Est. 1930 · Built 1930 by architect B. Marcus Priteca · Academy Awards host 1950 and 1951 · Howard Hughes offices 1949-1950s · Major restoration completed 2000 · LA Historic-Cultural Monument
The Hollywood Pantages Theatre opened on June 4, 1930, designed by architect B. Marcus Priteca in the Art Deco style that defined Hollywood's architectural ambitions of that era. The 2,700-seat house was conceived as the crown of the Pantages chain — Alexander Pantages had built his vaudeville circuit into one of the country's most extensive entertainment networks, and the Hollywood flagship was the capstone. Pantages was convicted of rape in 1929 (the conviction was later reversed), and the trial's fallout contributed to his chain's eventual acquisition by RKO.
Howard Hughes bought the Pantages in 1949, two years after acquiring RKO Pictures. He moved his personal offices into the second floor of the theater building — an arrangement that gave him physical proximity to his entertainment operations while maintaining the isolation from public access that characterized his increasingly reclusive working style. Hughes ran RKO and his aviation interests from that second-floor suite through the early 1950s. The building hosted the Academy Awards ceremonies in 1950 and 1951 during his tenure.
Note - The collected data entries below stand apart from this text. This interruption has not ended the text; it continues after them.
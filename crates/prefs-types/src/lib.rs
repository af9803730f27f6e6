//! Foundation types for prefs.
//!
//! This crate provides the record and time types shared by every other prefs
//! crate.
//!
//! # Key Types
//!
//! - [`Entry`] — A persisted `(module, key) -> value` record with creation and
//!   update timestamps
//! - [`Timestamp`] — Milliseconds since the UNIX epoch
//! - [`Clock`] — Source of timestamps; [`SystemClock`] is strictly monotonic,
//!   [`ManualClock`] is driven by hand in tests

pub mod entry;
pub mod temporal;

pub use entry::Entry;
pub use temporal::{Clock, ManualClock, SystemClock, Timestamp};
//! Hierarchical addressing for prefs.
//!
//! Every read, write, and delete is routed through an [`Address`] of the form
//!
//! ```text
//! content://{authority}[/{module}[/{key}]]
//! ```
//!
//! The number of path segments is the granularity: the root address selects
//! every entry, a module address selects one module, an entry address selects
//! at most one entry. Module and key are percent-encoded segment by segment,
//! so names containing `/`, `'`, `%` or non-ASCII text round-trip exactly.
//!
//! # Modules
//!
//! - [`error`] — [`AddressError`] and the `Result` alias
//! - [`address`] — The parsed [`Address`] and its [`Scope`]
//! - [`codec`] — [`AddressCodec`], which builds addresses for one authority

pub mod address;
pub mod codec;
pub mod error;

pub use address::{Address, Scope, SCHEME};
pub use codec::{decode_segment, encode_segment, validate_authority, AddressCodec};
pub use error::{AddressError, Result};
//! Parameterized row filters for deletes.
//!
//! A [`Selection`] is a conjunction of `column != ?` clauses. The
//! expression text and its arguments are kept apart, the way a SQL engine
//! binds parameters, so module or key content never becomes part of the
//! expression.

use std::fmt;

use prefs_types::Entry;

/// A filterable column of the row schema.
#[derive(Clone, Copy, Debug, PartialEq, Eq, Hash)]
pub enum Column {
    Module,
    Key,
}

impl Column {
    /// The column name as it appears in a selection expression.
    pub fn as_str(&self) -> &'static str {
        match self {
            Column::Module => "module",
            Column::Key => "key",
        }
    }

    fn read<'a>(&self, entry: &'a Entry) -> &'a str {
        match self {
            Column::Module => &entry.module,
            Column::Key => &entry.key,
        }
    }
}

impl fmt::Display for Column {
    fn fmt(&self, f: &mut fmt::Formatter<'_>) -> fmt::Result {
        f.write_str(self.as_str())
    }
}

/// A conjunction of `column != ?` clauses with bound arguments.
#[derive(Clone, Debug, Default, PartialEq, Eq)]
pub struct Selection {
    columns: Vec<Column>,
    args: Vec<String>,
}

impl Selection {
    /// An empty selection, which matches every row.
    pub fn new() -> Self {
        Self::default()
    }

    /// Extend the selection with `AND column != arg`.
    pub fn and_not_equal(mut self, column: Column, arg: impl Into<String>) -> Self {
        self.push_not_equal(column, arg);
        self
    }

    /// In-place form of [`and_not_equal`](Self::and_not_equal).
    pub fn push_not_equal(&mut self, column: Column, arg: impl Into<String>) {
        self.columns.push(column);
        self.args.push(arg.into());
    }

    /// Number of clauses.
    pub fn len(&self) -> usize {
        self.columns.len()
    }

    /// Returns `true` if there are no clauses.
    pub fn is_empty(&self) -> bool {
        self.columns.is_empty()
    }

    /// The expression text, e.g. `module != ? AND module != ?`, or `None` for
    /// an empty selection.
    pub fn expression(&self) -> Option<String> {
        if self.is_empty() {
            return None;
        }
        let clauses: Vec<String> = self
            .columns
            .iter()
            .map(|c| format!("{c} != ?"))
            .collect();
        Some(clauses.join(" AND "))
    }

    /// The bound arguments, one per `?` in [`expression`](Self::expression).
    pub fn args(&self) -> &[String] {
        &self.args
    }

    /// Evaluate the selection against a row.
    pub fn matches(&self, entry: &Entry) -> bool {
        self.columns
            .iter()
            .zip(&self.args)
            .all(|(column, arg)| column.read(entry) != arg.as_str())
    }
}

impl fmt::Display for Selection {
    fn fmt(&self, f: &mut fmt::Formatter<'_>) -> fmt::Result {
        match self.expression() {
            Some(expr) => f.write_str(&expr),
            None => f.write_str("<all>"),
        }
    }
}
Hughes sold the Pantages to Pacific Theatres in 1967. The building changed hands again in 1977 when Nederlander acquired it. A major restoration in 2000 returned the Art Deco interior to a condition close to its 1930 original — the gold-leaf ceilings, the stylized motifs, and the sweeping auditorium that had survived decades of use in increasingly poor condition were brought back. The Pantages now operates as one of the primary Broadway touring stops on the West Coast.
Sources
- https://en.wikipedia.org/wiki/Hollywood_Pantages_Theatre
- https://hollywoodpantages.com/
- https://laghosttour.com/hollywood-pantages-theatre/
- http://blogs.britannica.com/2010/02/haunted-hollywood-4-howard-hughes-the-pantages-theater-10-oscar-related-ghost-stories-in-honor-of-the-academy-awards-2/
ApparitionsCold spotsPhantom pacing soundsFigure walking through walls
The Pantages ghost accounts fall into two distinct traditions that staff and tour operators report independently. The more prominent involves a tall, thin man in plain dark clothing seen in the second-floor office corridors — the same spaces Howard Hughes occupied as his de facto headquarters in the early 1950s. The apparition is described pacing the hallways and, in multiple accounts, walking directly through walls at points that apparently corresponded to original doorways since sealed during renovation.
Hughes's habit of pacing — documented by people who worked with him — and his near-constant presence in those offices during his tenure make the second-floor connection specific enough to distinguish from generic 'old building ghost' claims. He did not die at the Pantages; he died at an airport in 1976. But the location-specific reports concentrate where his presence was most intense rather than anywhere obviously associated with his death.
The mezzanine tradition involves a woman who died in her seat during a performance in 1932. Details of her identity have not been publicly documented. Accounts describe a figure in period dress seen briefly in the mezzanine section during evening performances, typically peripheral to the direct line of sight.
Los Angeles ghost tour operators include the Pantages as a regular stop, citing both traditions. The theater's operating staff report cold spots in the second-floor areas and an ongoing sense of occupancy in the corridor outside what were Hughes's office doors. These accounts have appeared consistently enough in multiple tour operator resources to indicate they reflect employee reports rather than being purely invented by tour narratives.